◆ **What is required**
Looking through the data, please report how many lines contain the string "anyhow", giving nothing but the number.
=== Section Start ===
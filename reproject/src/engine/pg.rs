use async_trait::async_trait;
use chrono::{DateTime, Utc};
use serde_json::Value;
use sqlx::{PgPool, Postgres, Transaction};
use std::collections::BTreeSet;

use crate::{
    engine::{Change, Engine, ViewStore},
    error::{MigrationError, Result},
    projector::Row,
    table::TableRef,
    version::{Phase, Version, VersionEntry},
};

/// Postgres view database.
///
/// View tables live in the connection's current schema, next to the
/// `<prefix>_version` ledger table. Table names are quoted, keep them
/// lowercase so they match the unquoted names of the DDL templates.
#[derive(Debug, Clone)]
pub struct PgViewStore {
    pool: PgPool,
    prefix: Option<String>,
}

impl PgViewStore {
    pub fn new(pool: &PgPool) -> ViewStore {
        ViewStore::new(Self {
            pool: pool.clone(),
            prefix: None,
        })
    }

    pub fn with_prefix(pool: &PgPool, prefix: impl Into<String>) -> ViewStore {
        ViewStore::new(Self {
            pool: pool.clone(),
            prefix: Some(prefix.into()),
        })
    }

    pub fn table(&self, name: impl Into<String>) -> String {
        format!(
            "{}_{}",
            self.prefix.as_ref().unwrap_or(&"reproject".to_owned()),
            name.into()
        )
    }

    pub fn table_versions(&self) -> String {
        self.table("version")
    }

    async fn apply(&self, tx: &mut Transaction<'_, Postgres>, change: Change) -> Result<()> {
        match change {
            Change::CreateTable { statements, .. }
            | Change::CreateIndexes { statements, .. }
            | Change::AlterTable { statements, .. } => {
                for statement in statements.iter() {
                    sqlx::raw_sql(statement).execute(&mut **tx).await?;
                }
            }
            Change::RenameTable { from, to } => {
                sqlx::query(&format!(
                    "ALTER TABLE {} RENAME TO {}",
                    quote_ident(&from),
                    quote_ident(&to)
                ))
                .execute(&mut **tx)
                .await?;
            }
            Change::DropTable { table } => {
                sqlx::query(&format!("DROP TABLE IF EXISTS {} CASCADE", quote_ident(&table)))
                    .execute(&mut **tx)
                    .await?;
            }
            Change::Phase { version, from, to } => {
                let table_versions = self.table_versions();
                let updated = sqlx::query(&format!(
                    r#"
                    UPDATE {table_versions}
                    SET status = $1, ended_at = CASE WHEN $1 = 'done' THEN now() ELSE ended_at END
                    WHERE version = $2 AND status = $3
                    "#
                ))
                .bind(to.as_str())
                .bind(i64::from(version.0))
                .bind(from.as_str())
                .execute(&mut **tx)
                .await?
                .rows_affected();

                if updated == 0 {
                    return Err(MigrationError::UnexpectedPhase {
                        version,
                        expected: from,
                    });
                }
            }
        }

        Ok(())
    }
}

fn quote_ident(name: &str) -> String {
    format!("\"{}\"", name.replace('"', "\"\""))
}

fn to_row(value: Value) -> Result<Row> {
    match value {
        Value::Object(row) => Ok(row),
        other => Err(anyhow::anyhow!("expected a row, got `{other}`").into()),
    }
}

fn key_record(table: &TableRef, key: &Value) -> Value {
    let mut record = Row::new();
    record.insert(table.key.to_owned(), key.clone());

    Value::Object(record)
}

type VersionRow = (
    i64,
    String,
    DateTime<Utc>,
    Option<DateTime<Utc>>,
    Option<i64>,
);

#[async_trait]
impl Engine for PgViewStore {
    async fn migrate(&self) -> Result<()> {
        let table_versions = self.table_versions();

        sqlx::raw_sql(&format!(
            r#"
            CREATE TABLE IF NOT EXISTS {table_versions} (
                version BIGINT PRIMARY KEY,
                status VARCHAR(32) NOT NULL,
                started_at TIMESTAMPTZ NOT NULL DEFAULT now(),
                ended_at TIMESTAMPTZ,
                snapshot_marker BIGINT
            );
            CREATE UNIQUE INDEX IF NOT EXISTS {table_versions}_single_running_idx
                ON {table_versions} ((status <> 'done')) WHERE status <> 'done';
            "#
        ))
        .execute(&self.pool)
        .await?;

        Ok(())
    }

    async fn versions(&self) -> Result<Vec<VersionEntry>> {
        let table_versions = self.table_versions();

        let rows = sqlx::query_as::<_, VersionRow>(&format!(
            "SELECT version, status, started_at, ended_at, snapshot_marker FROM {table_versions} ORDER BY version"
        ))
        .fetch_all(&self.pool)
        .await?;

        rows.into_iter()
            .map(|(version, status, started_at, ended_at, snapshot_marker)| {
                Ok(VersionEntry {
                    version: Version(u32::try_from(version).map_err(anyhow::Error::from)?),
                    phase: status.parse()?,
                    started_at,
                    ended_at,
                    snapshot_marker,
                })
            })
            .collect()
    }

    async fn claim_version(&self, entry: &VersionEntry) -> Result<bool> {
        let table_versions = self.table_versions();

        let inserted = sqlx::query(&format!(
            r#"
            INSERT INTO {table_versions} (version, status, started_at, ended_at, snapshot_marker)
            VALUES ($1, $2, $3, $4, $5)
            ON CONFLICT DO NOTHING
            "#
        ))
        .bind(i64::from(entry.version.0))
        .bind(entry.phase.as_str())
        .bind(entry.started_at)
        .bind(entry.ended_at)
        .bind(entry.snapshot_marker)
        .execute(&self.pool)
        .await?
        .rows_affected();

        Ok(inserted == 1)
    }

    async fn delete_version(&self, version: Version) -> Result<()> {
        let table_versions = self.table_versions();

        sqlx::query(&format!(
            "DELETE FROM {table_versions} WHERE version = $1 AND status <> $2"
        ))
        .bind(i64::from(version.0))
        .bind(Phase::Done.as_str())
        .execute(&self.pool)
        .await?;

        Ok(())
    }

    async fn execute(&self, changes: Vec<Change>) -> Result<()> {
        let mut tx = self.pool.begin().await?;

        for change in changes {
            self.apply(&mut tx, change).await?;
        }

        tx.commit().await?;

        Ok(())
    }

    async fn table_exists(&self, table: &str) -> Result<bool> {
        let (exists,) = sqlx::query_as::<_, (bool,)>(
            r#"
            SELECT EXISTS (
                SELECT 1 FROM information_schema.tables
                WHERE table_schema = current_schema() AND table_name = $1
            )
            "#,
        )
        .bind(table)
        .fetch_one(&self.pool)
        .await?;

        Ok(exists)
    }

    async fn tables(&self) -> Result<Vec<String>> {
        let rows = sqlx::query_as::<_, (String,)>(
            r#"
            SELECT table_name::text FROM information_schema.tables
            WHERE table_schema = current_schema() AND table_name <> $1
            "#,
        )
        .bind(self.table_versions())
        .fetch_all(&self.pool)
        .await?;

        Ok(rows.into_iter().map(|(name,)| name).collect())
    }

    async fn upsert_rows(&self, table: &TableRef, rows: Vec<Row>) -> Result<()> {
        let name = quote_ident(&table.name);
        let key = quote_ident(&table.key);

        let columns = rows
            .iter()
            .flat_map(|row| row.keys().map(|column| quote_ident(column)))
            .collect::<BTreeSet<_>>();

        let updates = columns
            .iter()
            .filter(|column| **column != key)
            .map(|column| format!("{column} = EXCLUDED.{column}"))
            .collect::<Vec<_>>();

        let on_conflict = if updates.is_empty() {
            "DO NOTHING".to_owned()
        } else {
            format!("DO UPDATE SET {}", updates.join(", "))
        };

        let columns = columns.into_iter().collect::<Vec<_>>().join(", ");
        let rows = Value::Array(rows.into_iter().map(Value::Object).collect());

        sqlx::query(&format!(
            r#"
            INSERT INTO {name} ({columns})
            SELECT {columns} FROM jsonb_populate_recordset(NULL::{name}, $1)
            ON CONFLICT ({key}) {on_conflict}
            "#
        ))
        .bind(rows)
        .execute(&self.pool)
        .await?;

        Ok(())
    }

    async fn delete_rows(&self, table: &TableRef, keys: Vec<Value>) -> Result<()> {
        let name = quote_ident(&table.name);
        let key = quote_ident(&table.key);
        let records = Value::Array(keys.iter().map(|k| key_record(table, k)).collect());

        sqlx::query(&format!(
            "DELETE FROM {name} WHERE {key} IN (SELECT {key} FROM jsonb_populate_recordset(NULL::{name}, $1))"
        ))
        .bind(records)
        .execute(&self.pool)
        .await?;

        Ok(())
    }

    async fn get_row(&self, table: &TableRef, key: &Value) -> Result<Option<Row>> {
        let name = quote_ident(&table.name);
        let column = quote_ident(&table.key);

        let row = sqlx::query_as::<_, (Value,)>(&format!(
            "SELECT to_jsonb(t) FROM {name} AS t WHERE t.{column} = (SELECT {column} FROM jsonb_populate_record(NULL::{name}, $1))"
        ))
        .bind(key_record(table, key))
        .fetch_optional(&self.pool)
        .await?;

        row.map(|(value,)| to_row(value)).transpose()
    }

    async fn rows(&self, table: &TableRef) -> Result<Vec<Row>> {
        let name = quote_ident(&table.name);
        let column = quote_ident(&table.key);

        let rows = sqlx::query_as::<_, (Value,)>(&format!(
            "SELECT to_jsonb(t) FROM {name} AS t ORDER BY t.{column}"
        ))
        .fetch_all(&self.pool)
        .await?;

        rows.into_iter().map(|(value,)| to_row(value)).collect()
    }
}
=== Section End ===
◆ **Task response**
2